Mesa woman lost $1,800 in "virtual kidnapping" scam; wants others to learn from her experience

MESA, Ariz. (FOX 10) -- A Mesa woman said she is out her life savings after a phone call from someone claiming they took her mother hostage. Now, she wants others to learn from her experience.

The woman, Cheyenne Lovering-Hawkins, said she won't answer numbers she doesn't recognize anymore, after she said the person on the phone threatened her mom's life, and convinced her to empty her savings account before wiring the money over. She's reporting the incident to the FBI.

"She was just in a panic," said Lovering-Hawkins. "It was panic. It was just horror. It was awful."

Lovering-Hawkins said the voice on the other line sounded just like her mom. She heard the voice, moments after taking a call from a strange number.

"Two digits and three digits and another three digits, but there were spaces in between all of them," said Lovering-Hawkins.

Lovering-Hawkins said she spoke to someone posing as a cop, and another person claiming to have taken her mom hostage, with both people switching over on the line, giving her instructions.

"it was three and a half hours of me thinking she was going to die," said Lovering-Hawkins.

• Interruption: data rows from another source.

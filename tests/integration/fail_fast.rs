#[path = "common/mod.rs"]
mod common;

use std::{
    fs,
    time::{Duration, Instant},
};

use assert_cmd::Command;
use common::{
    Background, hydre_bin, is_process_alive, recording_sleeper, wait_for_exit_of,
    wait_for_pid, write_config,
};
use nix::sys::signal::{self, Signal};
use predicates::prelude::*;
use tempfile::tempdir;

#[test]
fn failing_daemon_stops_the_whole_group() {
    let temp = tempdir().expect("failed to create tempdir");
    let dir = temp.path();
    let record = dir.join("web.current");

    let config = write_config(
        dir,
        &format!(
            r#"timeout: 2
daemons:
  web:
    command: {}
  crasher:
    command: ["sh", "-c", "sleep 1; exit 3"]
"#,
            recording_sleeper(&record)
        ),
    );

    let started = Instant::now();
    Command::new(hydre_bin())
        .arg("run")
        .arg("--config")
        .arg(&config)
        .timeout(Duration::from_secs(20))
        .assert()
        .code(1)
        .stderr(predicate::str::contains("daemon `crasher` has stopped"));

    assert!(started.elapsed() < Duration::from_secs(10));
    let web = wait_for_pid(&record);
    wait_for_exit_of(web);
}

#[test]
fn termination_signal_stops_the_group_cleanly() {
    let temp = tempdir().expect("failed to create tempdir");
    let dir = temp.path();
    let record = dir.join("web.current");

    let config = write_config(
        dir,
        &format!(
            "timeout: 2\ndaemons:\n  web:\n    command: {}\n",
            recording_sleeper(&record)
        ),
    );

    let mut hydre = Background::spawn(&["run"], &config);
    let web = wait_for_pid(&record);
    assert!(is_process_alive(web));

    let status = hydre.stop_with(Signal::SIGTERM);

    assert_eq!(status.code(), Some(0));
    wait_for_exit_of(web);
}

#[test]
fn log_lines_are_streamed_to_stdout() {
    let temp = tempdir().expect("failed to create tempdir");
    let dir = temp.path();
    let log = dir.join("app.log");
    fs::write(&log, "").expect("failed to create log");

    let config = write_config(
        dir,
        r#"timeout: 1
daemons:
  writer:
    command: ["sh", "-c", "echo hello-from-log >> app.log; sleep 1"]
    logFiles: [app.log]
"#,
    );

    Command::new(hydre_bin())
        .arg("run")
        .arg("--config")
        .arg(&config)
        .current_dir(dir)
        .timeout(Duration::from_secs(20))
        .assert()
        .code(1)
        .stdout(predicate::str::contains("hello-from-log"));
}

#[test]
fn missing_log_file_is_a_fault() {
    let temp = tempdir().expect("failed to create tempdir");
    let dir = temp.path();

    let config = write_config(
        dir,
        r#"timeout: 1
daemons:
  quiet:
    command: ["sleep", "30"]
    logFiles: [nowhere.log]
"#,
    );

    Command::new(hydre_bin())
        .arg("run")
        .arg("--config")
        .arg(&config)
        .timeout(Duration::from_secs(20))
        .assert()
        .code(1)
        .stderr(predicate::str::contains("could not stream logs from"));
}

#[test]
fn adopted_daemon_death_is_detected() {
    let temp = tempdir().expect("failed to create tempdir");
    let dir = temp.path();
    let pid_file = dir.join("bg.pid");

    let config = write_config(
        dir,
        &format!(
            r#"timeout: 1
daemons:
  background:
    command: ["sh", "-c", "sleep 30 > /dev/null 2>&1 & echo $! > {}"]
    pidFile: {}
"#,
            pid_file.display(),
            pid_file.display()
        ),
    );

    let mut hydre = Background::spawn(&["run"], &config);
    let adopted = wait_for_pid(&pid_file);
    assert!(is_process_alive(adopted));

    signal::kill(adopted, Signal::SIGKILL).expect("failed to kill adopted daemon");

    let status = hydre.wait();
    assert_eq!(status.code(), Some(1));
}

#[test]
fn stop_command_is_used_on_shutdown() {
    let temp = tempdir().expect("failed to create tempdir");
    let dir = temp.path();
    let marker = dir.join("stopped");

    let config = write_config(
        dir,
        &format!(
            r#"timeout: 2
daemons:
  polite:
    command: ["sleep", "30"]
    stopCommand: ["touch", "{}"]
  crasher:
    command: ["false"]
"#,
            marker.display()
        ),
    );

    Command::new(hydre_bin())
        .arg("run")
        .arg("--config")
        .arg(&config)
        .timeout(Duration::from_secs(20))
        .assert()
        .code(1);

    assert!(marker.exists());
}

#[test]
fn disabled_daemon_is_not_run() {
    let temp = tempdir().expect("failed to create tempdir");
    let dir = temp.path();
    let marker = dir.join("ran");

    let config = write_config(
        dir,
        &format!(
            r#"timeout: 1
daemons:
  parked:
    command: ["touch", "{}"]
    enabled: false
  crasher:
    command: ["sh", "-c", "sleep 1; exit 3"]
"#,
            marker.display()
        ),
    );

    Command::new(hydre_bin())
        .arg("run")
        .arg("--config")
        .arg(&config)
        .timeout(Duration::from_secs(20))
        .assert()
        .code(1)
        .stderr(predicate::str::contains("daemon `crasher` has stopped"));

    assert!(!marker.exists());
}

She said they threatened to kill her mother if she didn't pay a ransom.

"I went to the bank, and I pulled out everything I had," said Lovering-Hawkins. "Every last penny I had, so they cleared me out."

Wiped out of $1,800, Lovering-Hawkins said she called her mom, who was safe the whole time.

"Once she had no idea, it clicked in my head and I just went, 'oh my God, I just got played,'" said Lovering-Hawkins.

Lovering-Hawkins said wishes she recognized the suspicious signs right away, but she said panic took over. She is now financially stressed, and is three months pregnant. She wants others to learn from her experience.

"Just think twice," said Lovering-Hawkins. "Make sure you put that extra thought into it."

The FBI is aware of situations like this, calling this type of call a "virtual kidnapping scam". They said the scheme originates within Mexican prisons, and most virtual kidnappings for ransom remain unreported.